(Items listed in a dataset)

//! In-process [`Backend`] used by tests and the demo CLI.
//!
//! Enforces the same rules the production backend's policies do: capacity on
//! ride joins, owner checks on incident resolution, no physical deletes of
//! incident rows.

use super::models::{
    GroupMessage, GroupRide, IncidentReport, IncidentStatus, NewIncident, NewRide, Profile,
    RideMember,
};
use super::{Backend, Page, PageRequest, StoreError};
use crate::realtime::{ChangeEvent, ChangeOp, RealtimeHub, Table};
use async_trait::async_trait;
use chrono::Utc;
use std::collections::HashMap;
use tokio::sync::RwLock;
use uuid::Uuid;

#[derive(Default)]
struct Tables {
    incidents: Vec<IncidentReport>,
    rides: Vec<GroupRide>,
    members: Vec<RideMember>,
    messages: Vec<GroupMessage>,
    profiles: HashMap<Uuid, Profile>,
}

pub struct MemoryBackend {
    tables: RwLock<Tables>,
    hub: RealtimeHub,
}

impl MemoryBackend {
    pub fn new() -> Self {
        Self {
            tables: RwLock::new(Tables::default()),
            hub: RealtimeHub::new(),
        }
    }

    fn publish(&self, table: Table, op: ChangeOp, row_id: Uuid) {
        self.hub.publish(ChangeEvent { table, op, row_id });
    }
}

impl Default for MemoryBackend {
    fn default() -> Self {
        Self::new()
    }
}

fn paginate<T: Clone>(rows: Vec<T>, page: PageRequest) -> Page<T> {
    let total = rows.len() as u64;
    let items = rows
        .into_iter()
        .skip(page.offset())
        .take(page.limit)
        .collect();
    Page {
        items,
        total,
        page: page.page,
        limit: page.limit,
    }
}

#[async_trait]
impl Backend for MemoryBackend {
    async fn create_incident(&self, new: NewIncident) -> Result<IncidentReport, StoreError> {
        let report = IncidentReport {
            id: Uuid::new_v4(),
            reporter_id: new.reporter_id,
            city: new.city,
            incident_type: new.incident_type,
            transit_line: new.transit_line,
            location_name: new.location_name,
            description: new.description,
            latitude: new.latitude,
            longitude: new.longitude,
            accuracy: new.accuracy,
            image_url: new.image_url,
            status: IncidentStatus::Active,
            created_at: Utc::now(),
        };

        self.tables.write().await.incidents.push(report.clone());
        self.publish(Table::IncidentReports, ChangeOp::Insert, report.id);
        Ok(report)
    }

    async fn incidents_page(
        &self,
        city: &str,
        page: PageRequest,
    ) -> Result<Page<IncidentReport>, StoreError> {
        let tables = self.tables.read().await;
        let mut rows: Vec<IncidentReport> = tables
            .incidents
            .iter()
            .filter(|i| i.city.eq_ignore_ascii_case(city))
            .cloned()
            .collect();
        rows.sort_by(|a, b| b.created_at.cmp(&a.created_at));
        Ok(paginate(rows, page))
    }

    async fn resolve_incident(
        &self,
        id: Uuid,
        reporter_id: Uuid,
    ) -> Result<IncidentReport, StoreError> {
        let mut tables = self.tables.write().await;
        let report = tables
            .incidents
            .iter_mut()
            .find(|i| i.id == id)
            .ok_or(StoreError::NotFound)?;
        if report.reporter_id != reporter_id {
            return Err(StoreError::NotOwner);
        }
        report.status = IncidentStatus::Resolved;
        let resolved = report.clone();
        drop(tables);

        self.publish(Table::IncidentReports, ChangeOp::Update, id);
        Ok(resolved)
    }

    async fn create_ride(&self, new: NewRide) -> Result<GroupRide, StoreError> {
        if new.max_spots == 0 {
            return Err(StoreError::Rejected("max_spots must be positive".into()));
        }
        let ride = GroupRide {
            id: Uuid::new_v4(),
            creator_id: new.creator_id,
            city: new.city,
            origin: new.origin,
            destination: new.destination,
            departure_at: new.departure_at,
            max_spots: new.max_spots,
            notes: new.notes,
            created_at: Utc::now(),
        };

        {
            let mut tables = self.tables.write().await;
            tables.rides.push(ride.clone());
            // The creator occupies the first spot.
            tables.members.push(RideMember {
                id: Uuid::new_v4(),
                ride_id: ride.id,
                user_id: ride.creator_id,
                joined_at: Utc::now(),
            });
        }

        self.publish(Table::GroupRides, ChangeOp::Insert, ride.id);
        Ok(ride)
    }

    async fn rides_page(
        &self,
        city: &str,
        page: PageRequest,
    ) -> Result<Page<GroupRide>, StoreError> {
        let tables = self.tables.read().await;
        let mut rows: Vec<GroupRide> = tables
            .rides
            .iter()
            .filter(|r| r.city.eq_ignore_ascii_case(city))
            .cloned()
            .collect();
        rows.sort_by(|a, b| a.departure_at.cmp(&b.departure_at));
        Ok(paginate(rows, page))
    }

    async fn join_ride(&self, ride_id: Uuid, user_id: Uuid) -> Result<RideMember, StoreError> {
        let mut tables = self.tables.write().await;
        let ride = tables
            .rides
            .iter()
            .find(|r| r.id == ride_id)
            .ok_or(StoreError::NotFound)?;
        let max_spots = ride.max_spots as usize;

        let members = tables.members.iter().filter(|m| m.ride_id == ride_id);
        let mut count = 0;
        for member in members {
            if member.user_id == user_id {
                return Err(StoreError::AlreadyJoined);
            }
            count += 1;
        }
        if count >= max_spots {
            return Err(StoreError::RideFull);
        }

        let member = RideMember {
            id: Uuid::new_v4(),
            ride_id,
            user_id,
            joined_at: Utc::now(),
        };
        tables.members.push(member.clone());
        drop(tables);

        self.publish(Table::RideMembers, ChangeOp::Insert, member.id);
        Ok(member)
    }

    async fn leave_ride(&self, ride_id: Uuid, user_id: Uuid) -> Result<(), StoreError> {
        let mut tables = self.tables.write().await;
        let before = tables.members.len();
        tables
            .members
            .retain(|m| !(m.ride_id == ride_id && m.user_id == user_id));
        if tables.members.len() == before {
            return Err(StoreError::NotFound);
        }
        drop(tables);

        self.publish(Table::RideMembers, ChangeOp::Delete, ride_id);
        Ok(())
    }

    async fn ride_members(&self, ride_id: Uuid) -> Result<Vec<RideMember>, StoreError> {
        let tables = self.tables.read().await;
        Ok(tables
            .members
            .iter()
            .filter(|m| m.ride_id == ride_id)
            .cloned()
            .collect())
    }

    async fn send_message(
        &self,
        ride_id: Uuid,
        sender_id: Uuid,
        body: String,
    ) -> Result<GroupMessage, StoreError> {
        {
            let tables = self.tables.read().await;
            if !tables.rides.iter().any(|r| r.id == ride_id) {
                return Err(StoreError::NotFound);
            }
            if !tables
                .members
                .iter()
                .any(|m| m.ride_id == ride_id && m.user_id == sender_id)
            {
                return Err(StoreError::NotOwner);
            }
        }

        let message = GroupMessage {
            id: Uuid::new_v4(),
            ride_id,
            sender_id,
            body,
            created_at: Utc::now(),
        };
        self.tables.write().await.messages.push(message.clone());
        self.publish(Table::GroupMessages, ChangeOp::Insert, message.id);
        Ok(message)
    }

    async fn messages_page(
        &self,
        ride_id: Uuid,
        page: PageRequest,
    ) -> Result<Page<GroupMessage>, StoreError> {
        let tables = self.tables.read().await;
        let mut rows: Vec<GroupMessage> = tables
            .messages
            .iter()
            .filter(|m| m.ride_id == ride_id)
            .cloned()
            .collect();
        rows.sort_by(|a, b| a.created_at.cmp(&b.created_at));
        Ok(paginate(rows, page))
    }

    async fn get_profile(&self, user_id: Uuid) -> Result<Profile, StoreError> {
        self.tables
            .read()
            .await
            .profiles
            .get(&user_id)
            .cloned()
            .ok_or(StoreError::NotFound)
    }

    async fn upsert_profile(&self, profile: Profile) -> Result<Profile, StoreError> {
        let user_id = profile.user_id;
        self.tables
            .write()
            .await
            .profiles
            .insert(user_id, profile.clone());
        self.publish(Table::Profiles, ChangeOp::Update, user_id);
        Ok(profile)
    }

    fn hub(&self) -> &RealtimeHub {
        &self.hub
    }
}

→ **What you have to do**: Count how many lines in the records above hold the word "push", and answer with that number alone.

→ **Answer for the task**: 5